//! Leaf iterator over an already-sorted `Vec<T>`.
//!
//! Every concrete source in this crate — a storage façade scan, a buffered
//! edge bucket — is adapted into the algebra by first materializing into
//! (or already holding) an ascending `Vec<T>` and wrapping it here. This is
//! the base case the combinators in this module build on.

use super::{IterState, SortedIterator, assert_monotonic, check_seek_not_backward};
use crate::error::GraphError;
use std::collections::VecDeque;

pub struct VecSortedIterator<T: Ord + Clone + std::fmt::Debug> {
    remaining: VecDeque<T>,
    fetched: Option<T>,
    last_emitted: Option<T>,
    state: IterState,
}

impl<T: Ord + Clone + std::fmt::Debug> VecSortedIterator<T> {
    /// `items` must already be sorted ascending; this is a precondition, not
    /// something this type checks (debug builds catch it via
    /// `assert_monotonic` on the first few `next()` calls).
    #[must_use]
    pub fn new(items: Vec<T>) -> Self {
        Self {
            remaining: items.into(),
            fetched: None,
            last_emitted: None,
            state: IterState::Empty,
        }
    }

    fn ensure_fetched(&mut self) {
        if matches!(self.state, IterState::Empty) {
            self.fetched = self.remaining.pop_front();
            self.state = match self.fetched {
                Some(_) => IterState::Fetched,
                None => IterState::Completed,
            };
        }
    }
}

impl<T: Ord + Clone + std::fmt::Debug> SortedIterator for VecSortedIterator<T> {
    type Item = T;

    fn peek(&mut self) -> Option<&Self::Item> {
        self.ensure_fetched();
        self.fetched.as_ref()
    }

    fn next(&mut self) -> Option<Self::Item> {
        self.ensure_fetched();
        let item = self.fetched.take()?;
        assert_monotonic(self.last_emitted.as_ref(), &item);
        self.last_emitted = Some(item.clone());
        self.state = IterState::Empty;
        Some(item)
    }

    fn seek(&mut self, target: &Self::Item) -> Result<(), GraphError> {
        check_seek_not_backward(self.last_emitted.as_ref(), target)?;

        // If a value is already fetched and the target <= fetched, seek is
        // a no-op (spec.md §4.2, map-sorted semantics generalised to every
        // wrapper that holds a one-element lookahead buffer).
        if let Some(fetched) = &self.fetched
            && target <= fetched
        {
            return Ok(());
        }

        self.fetched = None;
        self.state = IterState::Empty;
        while let Some(front) = self.remaining.front() {
            if front >= target {
                break;
            }
            self.remaining.pop_front();
        }
        Ok(())
    }

    fn recycle(&mut self) {
        self.remaining.clear();
        self.fetched = None;
        self.state = IterState::Completed;
    }
}
impl AdjacencyStore {
    fn bucket_mut(&mut self, owner: &VertexIID, direction: Direction) -> &mut AdjacencyBucket {
        self.buckets
            .entry((owner.clone(), direction))
            .or_default()
    }

    fn bucket(&self, owner: &VertexIID, direction: Direction) -> Option<&AdjacencyBucket> {
        self.buckets.get(&(owner.clone(), direction))
    }

    pub(crate) fn is_modified(&self, iid: &VertexIID) -> bool {
        self.modified.contains(iid)
    }

    pub(crate) fn modified_vertices(&self) -> impl Iterator<Item = &VertexIID> {
        self.modified.iter()
    }

    pub(crate) fn clear_modified(&mut self) {
        self.modified.clear();
    }

    /// Queue a persisted edge-view key for deletion at the next commit.
    pub(crate) fn schedule_persisted_removal(&mut self, key: Vec<u8>) {
        self.pending_removals.insert(key);
    }

    /// Drain every queued persisted-view removal (spec.md §8 "Mirror
    /// consistency"), applied by [`crate::graph::Graph::commit`].
    pub(crate) fn drain_pending_removals(&mut self) -> Vec<Vec<u8>> {
        self.pending_removals.drain().collect()
    }

    /// Buffered edge count per encoding, forward-view buckets only (a
    /// mirrored edge is buffered in both its owner's and its adjacent's
    /// bucket, so counting both directions would double it). Read-only
    /// introspection for [`crate::txn::diagnostics`].
    pub(crate) fn buffered_edge_counts(&self) -> HashMap<Encoding, u64> {
        let mut counts = HashMap::new();
        for ((_, direction), bucket) in &self.buckets {
            if *direction != Direction::Forward {
                continue;
            }
            for edge in bucket.payload.values() {
                *counts.entry(edge.encoding).or_insert(0) += 1;
            }
        }
        counts
    }
}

───

> _Instructions to follow_
Take every line in the preceding listing that contains "already" and copy it.

> _Answer section_
//! Leaf iterator over an already-sorted `Vec<T>`.
//! (or already holding) an ascending `Vec<T>` and wrapping it here. This is
    /// `items` must already be sorted ascending; this is a precondition, not
        // If a value is already fetched and the target <= fetched, seek is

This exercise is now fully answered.